Make sure you get a properly fitted skate before heading to the ice rink. Rental skates are okay; but if you know you want to give skating a real try, you can buy a recreational pair of skates without breaking your bank. Once you are on the ice, try to find your center of gravity. Keep your knees slightly bent and put your weight into the balls of your feet. Trust the ice. The key to feeling comfortable is relaxation combined with technique. Take a friend with you to add to the experience and put you at ease. Rather than hold on to the wall, hold your arms out at shoulder height to learn to balance. If you do feel like you are going to fall, try to fall like a piece of jell-o instead of a glass jar; give in to the ice and stay soft and pliable instead of getting frigid and stiff. You'll receive less impact if you let your muscles take the fall. To move forward, lean into your weak foot and push your strong foot away from you in a diagonal line, as if you are shoveling snow with your foot. Then bring that foot in and repeat on the other side. Once you get the hang of it, take longer strides and glide for a second longer. To stop, place one foot behind you with the toe facing away and drag the blade until you come to a stop. You'll be balancing on one foot in order to do this, so practice skating on one foot to make your stopping easier.
When you are first learning to skate, you may take a few tumbles to the ice. This is normal and happens to everyone. If you fall on the bony parts like knees, elbows and hipbones, it can be uncomfortable and might even bring your skating session to an end. Try wearing inline skating gear until you feel more comfortable on the ice and aren't prone to falling. Inline skating gear includes elbow and knee pads, wrist guards, and even a helmet. If you don't think a helmet is 'cool', just remember that it's cooler to wear a helmet than get brain damage. So be smart and wear your safety gear.

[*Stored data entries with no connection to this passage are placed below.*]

//! Cancellable scheduled dissemination work.
//!
//! Delayed sends and side tasks run on a `TaskTracker`; every task also
//! watches a shared `CancellationToken`. Work is in-memory and best effort:
//! shutdown cancels whatever has not fired yet and waits for the rest.

use crate::channel::{deliver, DeliveryStatus, DynChannel};
use epl_core::NotificationMessage;
use epl_telemetry::Metrics;
use std::future::Future;
use std::time::Duration;
use tokio_util::sync::CancellationToken;
use tokio_util::task::TaskTracker;
use tracing::{debug, info};

#[derive(Debug)]
pub struct DispatchScheduler {
    shutdown_token: CancellationToken,
    tracker: TaskTracker,
    send_timeout: Duration,
}

impl DispatchScheduler {
    pub fn new(send_timeout: Duration) -> Self {
        Self {
            shutdown_token: CancellationToken::new(),
            tracker: TaskTracker::new(),
            send_timeout,
        }
    }

    /// Send `message` through `channel` after `delay`.
    ///
    /// Returns `false` if the scheduler is shutting down.
    pub fn schedule_after(
        &self,
        delay: Duration,
        channel: DynChannel,
        message: NotificationMessage,
    ) -> bool {
        if self.is_shutting_down() {
            return false;
        }

        let token = self.shutdown_token.clone();
        let timeout = self.send_timeout;
        Metrics::scheduled_inc();
        self.tracker.spawn(async move {
            let kind = channel.kind();
            tokio::select! {
                () = token.cancelled() => {
                    Metrics::channel_delivery(kind.as_str(), DeliveryStatus::Cancelled.as_str());
                    debug!(channel = %kind, message_id = %message.id, "Scheduled notification cancelled");
                }
                () = tokio::time::sleep(delay) => {
                    deliver(channel.as_ref(), message, timeout).await;
                }
            }
            Metrics::scheduled_dec();
        });
        true
    }

    /// Run `task` in the background until it completes or shutdown.
    ///
    /// Returns `false` if the scheduler is shutting down.
    pub fn spawn_side_task<F>(&self, task: F) -> bool
    where
        F: Future<Output = ()> + Send + 'static,
    {
        if self.is_shutting_down() {
            return false;
        }

        let token = self.shutdown_token.clone();
        self.tracker.spawn(async move {
            tokio::select! {
                () = token.cancelled() => {}
                () = task => {}
            }
        });
        true
    }

    /// Tasks spawned and not yet finished.
    pub fn pending(&self) -> usize {
        self.tracker.len()
    }

    pub fn is_shutting_down(&self) -> bool {
        self.shutdown_token.is_cancelled()
    }

    /// Wait for all current tasks without cancelling them.
    pub async fn flush(&self) {
        self.tracker.close();
        self.tracker.wait().await;
        self.tracker.reopen();
    }

    /// Cancel pending work and wait for every task to finish.
    pub async fn shutdown(&self) {
        let pending = self.pending();
        self.shutdown_token.cancel();
        self.tracker.close();
        self.tracker.wait().await;
        info!(cancelled_or_finished = pending, "Dispatch scheduler stopped");
    }
}

#[cfg(test)]
mod tests {
    use super::*;
    use crate::channel::RecordingChannel;
    use epl_core::{ChannelKind, Priority};
    use std::sync::atomic::{AtomicBool, Ordering};
    use std::sync::Arc;

    fn message() -> NotificationMessage {
        NotificationMessage::new(
            Priority::High,
            vec![ChannelKind::Email],
            "title",
            "body",
            serde_json::Value::Null,
            chrono::Duration::minutes(15),
        )
    }

    #[tokio::test(start_paused = true)]
    async fn test_delayed_send_fires_after_delay() {
        let scheduler = DispatchScheduler::new(Duration::from_secs(5));
        let email = Arc::new(RecordingChannel::new(ChannelKind::Email));

        assert!(scheduler.schedule_after(Duration::from_secs(300), email.clone(), message()));
        assert_eq!(scheduler.pending(), 1);

        tokio::time::sleep(Duration::from_secs(299)).await;
        assert_eq!(email.sent_count(), 0);

        tokio::time::sleep(Duration::from_secs(2)).await;
        scheduler.flush().await;
        assert_eq!(email.sent_count(), 1);
        assert_eq!(scheduler.pending(), 0);
    }

    #[tokio::test(start_paused = true)]
    async fn test_shutdown_cancels_pending_sends() {
        let scheduler = DispatchScheduler::new(Duration::from_secs(5));
        let email = Arc::new(RecordingChannel::new(ChannelKind::Email));

        scheduler.schedule_after(Duration::from_secs(300), email.clone(), message());
        scheduler.shutdown().await;

        assert_eq!(email.sent_count(), 0);
        assert_eq!(scheduler.pending(), 0);
        assert!(!scheduler.schedule_after(Duration::from_secs(1), email.clone(), message()));
    }

    #[tokio::test]
    async fn test_side_task_runs() {
        let scheduler = DispatchScheduler::new(Duration::from_secs(5));
        let ran = Arc::new(AtomicBool::new(false));
        let flag = ran.clone();

        assert!(scheduler.spawn_side_task(async move {
            flag.store(true, Ordering::SeqCst);
        }));
        scheduler.flush().await;
        assert!(ran.load(Ordering::SeqCst));
    }
}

Skaters train year round, often twice a day, 6 days a week. This is essential when they start competing and want to get to the top of their game. Cross-training off of the ice will help any ice skater improve their skills on the ice. Yoga can help improve flexibility, a key component to accomplishing almost every ice skating move. Strength is incredibly important for jumps as well as sit-spins and in partnering skills. Pilates, Gyrotonic, and weight lifting will help build strength. Cardiovascular work like swimming or running will help build endurance which is essential because of the aerobic and anaerobic skating that both short and long programs require. Ballet is another great cross-training method for ice skaters for teaching technique, balance and gracefulness.